Charlo Greene’s whole life changed after she coolly uttered just four simple words: “Fuck it, I quit.”

A former on-air TV reporter at KTVA Alaska, Greene announced her departure from the station during a live broadcast in September 2014. Greene, who was also quietly operating the Alaska Cannabis Club at the time, made the decision to leave journalism to focus full-time on marijuana advocacy. Although Alaska had legalized weed for medical use in 1998, nearly two decades later there was still no system in place to make it accessible for the patients who needed it most.

“We voted, and we sat around and waited for the government to come through,” said Greene, whose legal name is Charlene Egbe.

So in 2014, when Alaska was gearing up to vote on its own proposition to legalize recreational weed and the latest poll numbers showed that support for the effort was sagging dramatically, Greene made a choice.

“Someone needed to do something,” she says.
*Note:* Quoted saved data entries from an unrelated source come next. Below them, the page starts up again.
#[cfg(test)]
mod tests {
    use super::*;

    fn store(config: StoreConfig) -> ComponentStore {
        let mut store = ComponentStore::new(Arc::from("Test"), config);
        store.add_property("value", &-1i32).unwrap();
        store
    }

    fn small() -> StoreConfig {
        StoreConfig::default()
            .with_expected_capacity(4)
            .with_expansion_threshold(0.75)
    }

    fn ids(raw: &[u32]) -> Vec<EntityId> {
        raw.iter().copied().map(EntityId).collect()
    }

    #[test]
    fn test_lazy_allocation() {
        let mut store = store(small());
        assert_eq!(store.capacity(), 0);
        assert_eq!(store.entity_at_index(0), SlotState::OutOfRange);

        store.insert(EntityId(1)).unwrap();
        assert_eq!(store.capacity(), 4);
        assert_eq!(store.entity_at_index(0), SlotState::Occupied(EntityId(1)));
        assert_eq!(store.entity_at_index(1), SlotState::Free);
        assert_eq!(store.entity_at_index(4), SlotState::OutOfRange);
    }

    #[test]
    fn test_new_block_holds_defaults() {
        let mut store = store(small());
        store.insert(EntityId(3)).unwrap();
        assert_eq!(store.read_fixed::<i32>(EntityId(3), 0, "value").unwrap(), -1);
    }

    #[test]
    fn test_out_of_order_inserts_stay_sorted() {
        let mut store = store(small());
        for raw in [10, 20, 30, 15] {
            store.insert(EntityId(raw)).unwrap();
        }
        assert_eq!(store.block_order(), ids(&[10, 15, 20, 30]));
        assert_eq!(store.block_index(EntityId(20)).unwrap(), 2);
        assert_eq!(store.block_index(EntityId(30)).unwrap(), 3);
    }

    #[test]
    fn test_shift_moves_values_with_their_entity() {
        let mut store = store(small());
        for raw in [10, 20, 30] {
            store.insert(EntityId(raw)).unwrap();
            store
                .write_fixed(EntityId(raw), 0, &(raw as i32 * 2), "value")
                .unwrap();
        }
        store.insert(EntityId(5)).unwrap();
        assert_eq!(store.block_order(), ids(&[5, 10, 20, 30]));
        for raw in [10, 20, 30] {
            assert_eq!(
                store.read_fixed::<i32>(EntityId(raw), 0, "value").unwrap(),
                raw as i32 * 2
            );
        }
        assert_eq!(store.read_fixed::<i32>(EntityId(5), 0, "value").unwrap(), -1);
    }

    #[test]
    fn test_free_slot_below_shifts_down() {
        let config = StoreConfig::default()
            .with_expected_capacity(4)
            .with_expansion_threshold(1.0);
        let mut store = store(config);
        for raw in [10, 20, 30, 40] {
            store.insert(EntityId(raw)).unwrap();
        }
        assert_eq!(store.capacity(), 4);

        assert!(store.remove(EntityId(10)));
        assert_eq!(store.entity_at_index(0), SlotState::Free);

        store.insert(EntityId(35)).unwrap();
        assert_eq!(store.capacity(), 4);
        assert_eq!(store.block_order(), ids(&[20, 30, 35, 40]));
        assert_eq!(store.block_index(EntityId(20)).unwrap(), 0);
        assert_eq!(store.block_index(EntityId(35)).unwrap(), 2);
    }

    #[test]
    fn test_growth_at_expansion_threshold() {
        let mut store = store(small());
        for raw in 1..=3 {
            store.insert(EntityId(raw)).unwrap();
        }
        assert_eq!(store.capacity(), 4);
        store.insert(EntityId(4)).unwrap();
        assert_eq!(store.capacity(), 8);
        assert_eq!(store.block_order(), ids(&[1, 2, 3, 4]));
    }

    #[test]
    fn test_duplicate_insert_rejected() {
        let mut store = store(small());
        store.insert(EntityId(1)).unwrap();
        let err = store.insert(EntityId(1)).unwrap_err();
        assert!(matches!(err, StoreError::DuplicateComponent { .. }));
        assert_eq!(store.len(), 1);
    }

    #[test]
    fn test_invalid_entity_rejected() {
        let mut store = store(small());
        assert!(matches!(
            store.insert(EntityId::NONE),
            Err(StoreError::InvalidEntity { .. })
        ));
    }

    #[test]
    fn test_remove_tracks_highest_index() {
        let mut store = store(small());
        for raw in [1, 2, 3] {
            store.insert(EntityId(raw)).unwrap();
        }
        assert_eq!(store.highest_index(), Some(2));

        assert!(store.remove(EntityId(2)));
        assert_eq!(store.highest_index(), Some(2));
        assert!(store.remove(EntityId(3)));
        assert_eq!(store.highest_index(), Some(0));
        assert!(!store.remove(EntityId(3)));
        assert!(store.remove(EntityId(1)));
        assert_eq!(store.highest_index(), None);
        assert!(matches!(
            store.block_index(EntityId(1)),
            Err(StoreError::MissingComponent { .. })
        ));
    }

    #[test]
    fn test_compaction_preserves_values() {
        let config = StoreConfig::default()
            .with_expected_capacity(2)
            .with_expansion_threshold(0.75);
        let mut store = store(config);
        for raw in 1..=12u32 {
            store.insert(EntityId(raw)).unwrap();
            store
                .write_fixed(EntityId(raw), 0, &(raw as i32 + 100), "value")
                .unwrap();
        }
        assert_eq!(store.capacity(), 16);

        for raw in 1..=9 {
            store.remove(EntityId(raw));
        }
        assert_eq!(store.capacity(), 8);
        assert_eq!(store.highest_index(), Some(2));
        assert_eq!(store.block_order(), ids(&[10, 11, 12]));
        for raw in 10..=12u32 {
            assert_eq!(
                store.read_fixed::<i32>(EntityId(raw), 0, "value").unwrap(),
                raw as i32 + 100
            );
        }
    }

    #[test]
    fn test_never_shrinks_below_expected_capacity() {
        let mut store = store(small());
        for raw in 1..=4 {
            store.insert(EntityId(raw)).unwrap();
        }
        assert_eq!(store.capacity(), 8);
        for raw in 1..=4 {
            store.remove(EntityId(raw));
        }
        // 8 / 2 == 4 is still the expected capacity, so it may shrink to it
        // but never further.
        assert_eq!(store.capacity(), 4);
        assert_eq!(store.len(), 0);
    }

    #[test]
    fn test_kind_without_fixed_properties_uses_sentinel() {
        let mut store = ComponentStore::new(Arc::from("Name"), StoreConfig::default());
        store.add_property("name", &String::new()).unwrap();
        store.insert(EntityId(7)).unwrap();

        assert!(store.contains(EntityId(7)));
        assert_eq!(store.capacity(), 0);
        assert!(matches!(
            store.block_index(EntityId(7)),
            Err(StoreError::NoFixedStorage { .. })
        ));
        assert_eq!(store.read_side::<String>(EntityId(7), 0, "name").unwrap(), None);

        store
            .write_side(EntityId(7), 0, "bob".to_string(), "name")
            .unwrap();
        assert_eq!(
            store.read_side::<String>(EntityId(7), 0, "name").unwrap(),
            Some("bob".to_string())
        );
        assert!(store.remove(EntityId(7)));
        store.insert(EntityId(7)).unwrap();
        assert_eq!(store.read_side::<String>(EntityId(7), 0, "name").unwrap(), None);
    }

    #[test]
    fn test_schema_freezes_on_first_insert() {
        let mut store = store(small());
        store.insert(EntityId(1)).unwrap();
        store.remove(EntityId(1));
        assert!(store.is_frozen());
        assert!(matches!(
            store.add_property("late", &0u8),
            Err(StoreError::FrozenSchema { .. })
        ));
    }

    #[test]
    fn test_value_offset_includes_header() {
        let mut store = ComponentStore::new(Arc::from("Pair"), StoreConfig::default());
        store.add_property("a", &0u16).unwrap();
        store.add_property("b", &0u32).unwrap();
        for raw in [1, 2] {
            store.insert(EntityId(raw)).unwrap();
        }
        assert_eq!(store.value_offset(EntityId(1), 2).unwrap(), HEADER_SIZE + 2);
        assert_eq!(
            store.value_offset(EntityId(2), 0).unwrap(),
            store.layout().block_size() + HEADER_SIZE
        );
    }
}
Greene’s on-air resignation went viral and Alaska did vote to legalize weed that November. In the two years that followed, Greene focused on her cannabis club and worked with the Minority Cannabis Industry Association to educate people of color about the opportunities of marijuana reform. In December 2016, Greene moved to Los Angeles and, in January of this year, began broadcasting The Weed Show, five days a week, from a studio south of downtown.

“Contrary to popular belief I actually loved my career. I was literally living my dream career,” she says. “Now, I have the opportunity to get back to what I love doing.”

Greene chose her new 2,500-square-foot digs because it’s spacious enough to allow for a live studio audience, an office for her and, eventually, a “420-friendly” co-working space that will kick off in the coming weeks. Greene said she also had to pick a location where they could puff, puff, pass without neighbors complaining.

Each show, Greene speaks with notable figures in the cannabis industry, including doctors, activists and even a “cannasexual,” who talks about the relationship and benefits of combining marijuana and sex. Previous segments on Greene’s show include “How to Survive a Police Invasion,” “Sushi and Doobie Rolling Lesson,” and “Cannabis, Me & PTSD.” Earlier this week, Greene hosted representatives from the L.A. Cannabis Task Force to discuss Measure M and what its outcome could mean for Los Angeles.

“There isn’t an outlet that’s providing consistent information about cannabis in a really digestible format,” Greene says. “People love video. They love things they can easily consume.”

While everything appears to be coming up chronic for Greene, she’s doing it all while staring down a possible 54-year prison sentence. Currently out on bail, Greene expects to go to trial this fall for 10 felony and four misdemeanor counts related to her operation of the Alaska Cannabis Club. The charges were a result of two raids and ongoing undercover work by Anchorage police.

On set of The Weed Show, Charlo Greene keeps all things cannabis-related.; Credit: Courtesy Charlo Greene

On set of The Weed Show, Charlo Greene keeps all things cannabis-related.; Credit: Courtesy Charlo Greene

The club has never been a dispensary or sold any cannabis, Greene says; it was a private network to connect medical marijuana card holders with people legally growing their own weed. In addition, Greene points out, both raids were conducted after Alaska voted to legalize recreational use.

Now settled in Los Angeles, Greene says she’s interested to see if California will persecute its cannabis operations the way Alaska has.

Greene has a degree in journalism and has stuck to the profession because she wants to change the world by changing the way people look at cannabis. “I know the people of California will at least react and demand answers, unlike the people of Alaska,” Greene says. “This is way more of a community.”

The Weed Show goes live at 4 p.m. every weekday on YouTube and Facebook, and is posted to iTunes afterward. Typically lasting about 30 minutes, although often running much longer depending on her interviews, the show is put on by a team of five women, including Greene, who hosts it. Featuring a news headline segment called “Pot Topics” as well as guest interviews, Greene’s experience as an on-air reporter surfaces in her onscreen composure (although she presumably blazed fewer joints onscreen at her last job).

Within a week of airing, each Weed Show episode typically accumulates at least 5,000 views on YouTube, where Greene has more than 26,00 subscribers. Some segments on Greene’s YouTube channel, such as one titled “How to Grow 25 Pounds of (Legal) Weed a Day With Medicine Man” and “Why I Quit” were posted prior to her show’s launch and have accumulated anywhere from 100,000 to more than 1.5 million views. Greene's also diversifying her efforts through collaborations; she's currently working with a skincare producer to launch a line of CBD-infused skincare products.

“Over the course of these last couple years, it feels like I’ve just been collecting a lot of the pieces of the puzzle to build what I’m building now,” Greene says.